• Required action
Which lines of the records below contain the word "that"? Show each one.
--- Dataset excerpts ---
//! Persistent store seam.
//!
//! The relational ledger is consumed through the [`Store`]/[`StoreTx`]
//! traits so the orchestrator can run against Postgres in deployment and an
//! in-memory store in tests. Transaction boundaries matter here:
//!
//! - `ensure_*` join-row writes ride the same transaction as the lease
//!   insert, so registrar bookkeeping and lease bookkeeping commit or abort
//!   together.
//! - `release_*` reference counting is computed and acted on inside one
//!   transaction per call, so two concurrent releases cannot both observe
//!   "zero referents".

mod postgres;

pub use postgres::{DbConfig, PgStore};

use async_trait::async_trait;
use chrono::NaiveDate;
use thiserror::Error;
use tracing::info;

use crate::config::Catalog;
use crate::model::{ComputeNode, Flavor, Lease, Network, NodeFlavor, NodeNetwork, Shape};

/// Store operation errors.
#[derive(Debug, Error)]
pub enum StoreError {
    /// Failed to connect to the database.
    #[error("failed to connect to database: {0}")]
    Connect(#[source] sqlx::Error),

    /// Failed to execute a query.
    #[error("query failed: {0}")]
    Query(#[source] sqlx::Error),

    /// Failed to run migrations.
    #[error("migration failed: {0}")]
    Migration(#[from] sqlx::migrate::MigrateError),

    /// A unique constraint rejected the write.
    #[error("duplicate key: {0}")]
    Duplicate(String),

    /// The targeted row does not exist.
    #[error("row not found: {0}")]
    NotFound(String),
}

/// Read side of the ledger plus transaction entry point.
#[async_trait]
pub trait Store: Send + Sync {
    /// Begin a transaction. Dropping the handle without `commit` rolls back.
    async fn begin(&self) -> Result<Box<dyn StoreTx>, StoreError>;

    /// All compute nodes in catalog order.
    async fn list_nodes(&self) -> Result<Vec<ComputeNode>, StoreError>;

    async fn get_node(&self, name: &str) -> Result<Option<ComputeNode>, StoreError>;

    async fn list_leases(&self) -> Result<Vec<Lease>, StoreError>;

    async fn find_lease(&self, name: &str) -> Result<Option<Lease>, StoreError>;

    async fn find_flavor(&self, name: &str) -> Result<Option<Flavor>, StoreError>;

    /// Sum of flavor shapes over all server leases assigned to the node.
    /// Container leases are not capacity-tracked and do not count.
    async fn server_usage_on_node(&self, node: &str) -> Result<Shape, StoreError>;

    /// Leases whose end date is strictly before `before`.
    async fn expired_leases(&self, before: NaiveDate) -> Result<Vec<Lease>, StoreError>;

    async fn update_lease_end_date(&self, name: &str, end: NaiveDate) -> Result<(), StoreError>;

    /// Bootstrap write: insert the node if absent. Capacities of an
    /// existing node are left untouched.
    async fn upsert_node(&self, node: &ComputeNode) -> Result<(), StoreError>;

    /// Bootstrap write: insert a default flavor and its join row on every
    /// listed node, skipping rows that already exist.
    async fn seed_flavor(&self, flavor: &Flavor, nodes: &[String]) -> Result<(), StoreError>;

    /// Bootstrap write: insert a default network and its join row on every
    /// listed node, skipping rows that already exist.
    async fn seed_network(&self, network: &Network, nodes: &[String]) -> Result<(), StoreError>;
}

/// Write side of the ledger, scoped to one transaction.
#[async_trait]
pub trait StoreTx: Send {
    /// Rejects a second lease with the same name as [`StoreError::Duplicate`]
    /// via the unique constraint; this is the authoritative uniqueness check.
    async fn insert_lease(&mut self, lease: &Lease) -> Result<(), StoreError>;

    async fn delete_lease(&mut self, name: &str) -> Result<(), StoreError>;

    async fn find_flavor(&mut self, name: &str) -> Result<Option<Flavor>, StoreError>;

    async fn insert_flavor(&mut self, flavor: &Flavor) -> Result<(), StoreError>;

    async fn delete_flavor(&mut self, name: &str) -> Result<(), StoreError>;

    async fn node_flavor_exists(&mut self, node: &str, flavor: &str) -> Result<bool, StoreError>;

    async fn insert_node_flavor(&mut self, node: &str, flavor: &str) -> Result<(), StoreError>;

    async fn delete_node_flavor(&mut self, node: &str, flavor: &str) -> Result<(), StoreError>;

    /// Join rows for the flavor across all nodes.
    async fn node_flavors_for(&mut self, flavor: &str) -> Result<Vec<NodeFlavor>, StoreError>;

    /// Global count of leases referencing the flavor by name.
    async fn count_leases_by_flavor(&mut self, name: &str) -> Result<i64, StoreError>;

    async fn find_network(&mut self, name: &str) -> Result<Option<Network>, StoreError>;

    async fn insert_network(&mut self, network: &Network) -> Result<(), StoreError>;

    async fn delete_network(&mut self, name: &str) -> Result<(), StoreError>;

    async fn node_network_exists(&mut self, node: &str, network: &str) -> Result<bool, StoreError>;

    async fn insert_node_network(&mut self, node: &str, network: &str) -> Result<(), StoreError>;

    async fn delete_node_network(&mut self, node: &str, network: &str) -> Result<(), StoreError>;

    /// Join rows for the network across all nodes.
    async fn node_networks_for(&mut self, network: &str) -> Result<Vec<NodeNetwork>, StoreError>;

    /// Global count of leases (both kinds) referencing the network by name.
    async fn count_leases_by_network(&mut self, name: &str) -> Result<i64, StoreError>;

    async fn commit(self: Box<Self>) -> Result<(), StoreError>;
}

/// Seed the ledger from the catalog: compute nodes in catalog order, then
/// default flavors and networks joined to every node. Idempotent, safe to
/// run on every process start.
pub async fn bootstrap(store: &dyn Store, catalog: &Catalog) -> Result<(), StoreError> {
    let node_names: Vec<String> = catalog.nodes.iter().map(|n| n.name.clone()).collect();

    for (seq, node) in catalog.nodes.iter().enumerate() {
        store
            .upsert_node(&ComputeNode {
                name: node.name.clone(),
                seq: seq as i64,
                capacity: node.capacity(),
            })
            .await?;
    }

    for flavor in &catalog.flavors {
        store
            .seed_flavor(
                &Flavor {
                    name: flavor.name.clone(),
                    shape: flavor.shape(),
                    is_default: true,
                },
                &node_names,
            )
            .await?;
    }

    for network in &catalog.networks {
        store
            .seed_network(
                &Network {
                    name: network.name.clone(),
                    cidr: network.cidr.clone(),
                    is_default: true,
                },
                &node_names,
            )
            .await?;
    }

    info!(
        nodes = catalog.nodes.len(),
        flavors = catalog.flavors.len(),
        networks = catalog.networks.len(),
        "Ledger bootstrap complete"
    );
    Ok(())
}
use crate::config::types::Config;
use crate::config::validation::validate;
use crate::ConfigError;
use sha2::{Digest, Sha256};
use std::path::Path;

/// Loads and parses a configuration file from the given path
///
/// # Arguments
///
/// * `path` - Path to the TOML configuration file
///
/// # Returns
///
/// * `Ok(Config)` - Successfully loaded and validated configuration
/// * `Err(ConfigError)` - Failed to load, parse, or validate the configuration
///
/// # Example
///
/// ```no_run
/// use std::path::Path;
/// use sumi_trawl::config::load_config;
///
/// let config = load_config(Path::new("trawl.toml")).unwrap();
/// println!("Allowed domains: {:?}", config.policy.domains);
/// ```
pub fn load_config(path: &Path) -> Result<Config, ConfigError> {
    let content = std::fs::read_to_string(path)?;
    parse_config(&content)
}

/// Parses and validates configuration from a TOML string
pub fn parse_config(content: &str) -> Result<Config, ConfigError> {
    let mut config: Config = toml::from_str(content)?;

    // Domain entries are compared against lowercase hosts
    for domain in &mut config.policy.domains {
        *domain = domain.trim().to_lowercase();
    }

    validate(&config)?;

    Ok(config)
}

/// Computes a SHA-256 hash of the configuration file content
///
/// Logged at startup so that two runs can be told apart by their config.
pub fn compute_config_hash(path: &Path) -> Result<String, ConfigError> {
    let content = std::fs::read_to_string(path)?;
    let mut hasher = Sha256::new();
    hasher.update(content.as_bytes());
    Ok(hex::encode(hasher.finalize()))
}

/// Loads a configuration and returns both the config and its hash
pub fn load_config_with_hash(path: &Path) -> Result<(Config, String), ConfigError> {
    let config = load_config(path)?;
    let hash = compute_config_hash(path)?;
    Ok((config, hash))
}
#[tokio::test]
async fn test_redirect_loop_hits_retry_ceiling() {
    let server = MockServer::start().await;
    let base = server.uri();

    Mock::given(method("GET"))
        .and(path("/loop"))
        .respond_with(ResponseTemplate::new(302).insert_header("location", "/loop"))
        .expect(5)
        .mount(&server)
        .await;

    let crawler = crawl(
        local_config(&format!("{base}/loop"), "", ""),
        Arc::new(HttpEngine::new()),
    )
    .await
    .expect("Crawl failed");

    let errors = crawler.errors();
    assert_eq!(errors.len(), 1);
    assert_eq!(errors[0].url.path(), "/loop");
    assert!(
        matches!(&errors[0].error, TaskError::Navigation(msg) if msg.contains("blocked")),
        "unexpected error: {:?}",
        errors[0].error
    );
    assert_eq!(crawler.stats().pages_failed, 1);
}

#[tokio::test]
async fn test_login_form_submitted_once() {
    let server = MockServer::start().await;
    let base = server.uri();

    Mock::given(method("GET"))
        .and(path("/login"))
        .respond_with(html(
            r#"<form action="/session" method="post">
                <input id="user" name="user">
                <input id="pass" name="pass" type="password">
                <button id="submit" type="submit">Sign in</button>
            </form>"#
                .to_string(),
        ))
        .expect(1)
        .mount(&server)
        .await;
    Mock::given(method("POST"))
        .and(path("/session"))
        .respond_with(ResponseTemplate::new(303).insert_header("location", "/home"))
        .expect(1)
        .mount(&server)
        .await;
    Mock::given(method("GET"))
        .and(path("/home"))
        .respond_with(html(r#"<a href="/private">Private</a>"#.to_string()))
        .expect(1)
        .mount(&server)
        .await;
    Mock::given(method("GET"))
        .and(path("/private"))
        .respond_with(html("<p>secret</p>".to_string()))
        .expect(1)
        .mount(&server)
        .await;

    let tail = r##"
[[form]]
url-pattern = "*/login"
submit-selector = "#submit"

[form.fields]
"#user" = "alice"
"#pass" = "pw"
"##;
    let crawler = crawl(
        local_config(&format!("{base}/login"), "", tail),
        Arc::new(HttpEngine::new()),
    )
    .await
    .expect("Crawl failed");

    assert!(!crawler.has_errors(), "errors: {:?}", crawler.errors());
    assert_eq!(crawler.stats().forms_submitted, 1);
    // /login, the landing page /home and the link found there
    assert_eq!(crawler.visited_count(), 3);
}

#[tokio::test]
async fn test_per_task_timeout_recorded() {
    let server = MockServer::start().await;
    let base = server.uri();

    Mock::given(method("GET"))
        .and(path("/slow"))
        .respond_with(html("<p>late</p>".to_string()).set_delay(Duration::from_secs(3)))
        .mount(&server)
        .await;

    let config = parse_config(
        r#"
        [crawler]
        max-concurrency = 1
        max-scroll-duration = 100

        [policy]
        domains = ["127.0.0.1"]
        "#,
    )
    .unwrap();
    let crawler = Crawler::with_http_engine(config);
    crawler.init().unwrap();

    let options = TaskOptions {
        timeout: Some(Duration::from_millis(200)),
        ..TaskOptions::default()
    };
    assert!(crawler.queue(&format!("{base}/slow"), options).unwrap());

    tokio::time::timeout(Duration::from_secs(5), crawler.on_idle())
        .await
        .expect("Crawl did not go idle")
        .unwrap();
    crawler.close().await.unwrap();

    let errors = crawler.errors();
    assert_eq!(errors.len(), 1);
    assert_eq!(
        errors[0].error,
        TaskError::NavigationTimeout { timeout_ms: 200 }
    );
    // Timeouts still run post-processing, so the task completes
    let stats = crawler.stats();
    assert_eq!(stats.pages_timed_out, 1);
    assert_eq!(stats.pages_done, 1);
}

#[tokio::test]
async fn test_config_file_round_trip() {
    let dir = tempfile::tempdir().unwrap();
    let config_path = dir.path().join("trawl.toml");
    std::fs::write(
        &config_path,
        r#"
[crawler]
seeds = ["https://example.com/"]
timeout = 5000
wait-until = "load"
max-depth = 3

[policy]
domains = ["Example.com"]
block-list = ["/logout"]
blocked-resource-kinds = ["image", "font"]

[output]
screenshots = "shots"
"#,
    )
    .unwrap();

    let config = load_config(&config_path).unwrap();
    assert_eq!(config.policy.domains, vec!["example.com"]);
    assert_eq!(
        config.policy.blocked_resource_kinds,
        vec![ResourceKind::Image, ResourceKind::Font]
    );
    assert_eq!(config.crawler.max_depth, Some(3));
    assert_eq!(config.crawler.retry_ceiling, 5);
    assert!(config.output.screenshots.is_some());
}

// ===== Scripted engine =====

/// Pages of a fake site: URL -> hrefs on that page
#[derive(Default)]
struct Site {
    links: HashMap<String, Vec<String>>,
    /// Navigations that report a timeout
    slow: HashSet<String>,
    /// Navigations that fail outright
    broken: HashSet<String>,
    /// Navigations that crash the renderer
    crashing: HashSet<String>,
}

impl Site {
    fn page(mut self, url: &str, links: &[&str]) -> Self {
        self.links
            .insert(url.to_string(), links.iter().map(|s| s.to_string()).collect());
        self
    }

    fn slow(mut self, url: &str) -> Self {
        self.slow.insert(url.to_string());
        self
    }

    fn broken(mut self, url: &str) -> Self {
        self.broken.insert(url.to_string());
        self
    }

    fn crashing(mut self, url: &str) -> Self {
        self.crashing.insert(url.to_string());
        self
    }
}

/// What the scripted engine observed
#[derive(Default)]
struct Recorder {
    launches: AtomicUsize,
    open: AtomicUsize,
    peak_open: AtomicUsize,
    navigations: Mutex<Vec<String>>,
    referrers: Mutex<Vec<(String, Option<String>)>>,
    /// Filter decisions for sub-resources requested by timed-out pages
    after_timeout: Mutex<Vec<Decision>>,
    browser_closed: AtomicBool,
    open_at_browser_close: AtomicUsize,
}

impl Recorder {
    fn navigations(&self) -> Vec<String> {
        self.navigations.lock().unwrap().clone()
    }
}

struct ScriptedEngine {
    site: Arc<Site>,
    recorder: Arc<Recorder>,
}

impl ScriptedEngine {
    fn new(site: Site) -> (Arc<Self>, Arc<Recorder>) {
        let recorder = Arc::new(Recorder::default());
        let engine = Arc::new(Self {
            site: Arc::new(site),
            recorder: recorder.clone(),
        });
        (engine, recorder)
    }
}

#[async_trait]
impl Engine for ScriptedEngine {
    async fn launch(&self, _options: &LaunchOptions) -> Result<Arc<dyn Browser>, RenderError> {
        self.recorder.launches.fetch_add(1, Ordering::SeqCst);
        Ok(Arc::new(ScriptedBrowser {
            site: self.site.clone(),
            recorder: self.recorder.clone(),
        }))
    }
}

struct ScriptedBrowser {
    site: Arc<Site>,
    recorder: Arc<Recorder>,
}

#[async_trait]
impl Browser for ScriptedBrowser {
    async fn open_session(&self) -> Result<Box<dyn Session>, RenderError> {
        let open = self.recorder.open.fetch_add(1, Ordering::SeqCst) + 1;
        self.recorder.peak_open.fetch_max(open, Ordering::SeqCst);
        Ok(Box::new(ScriptedSession {
            site: self.site.clone(),
            recorder: self.recorder.clone(),
            filter: None,
            current: None,
            timed_out: false,
        }))
    }

    async fn close(&self) -> Result<(), RenderError> {
        self.recorder
            .open_at_browser_close
            .store(self.recorder.open.load(Ordering::SeqCst), Ordering::SeqCst);
        self.recorder.browser_closed.store(true, Ordering::SeqCst);
        Ok(())
    }
}

struct ScriptedSession {
    site: Arc<Site>,
    recorder: Arc<Recorder>,
    filter: Option<Arc<dyn RequestFilter>>,
    current: Option<Url>,
    timed_out: bool,
}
---
• Task response
    /// listed node, skipping rows that already exist.
    /// listed node, skipping rows that already exist.
/// Logged at startup so that two runs can be told apart by their config.
/// Pages of a fake site: URL -> hrefs on that page
    /// Navigations that report a timeout
    /// Navigations that fail outright
    /// Navigations that crash the renderer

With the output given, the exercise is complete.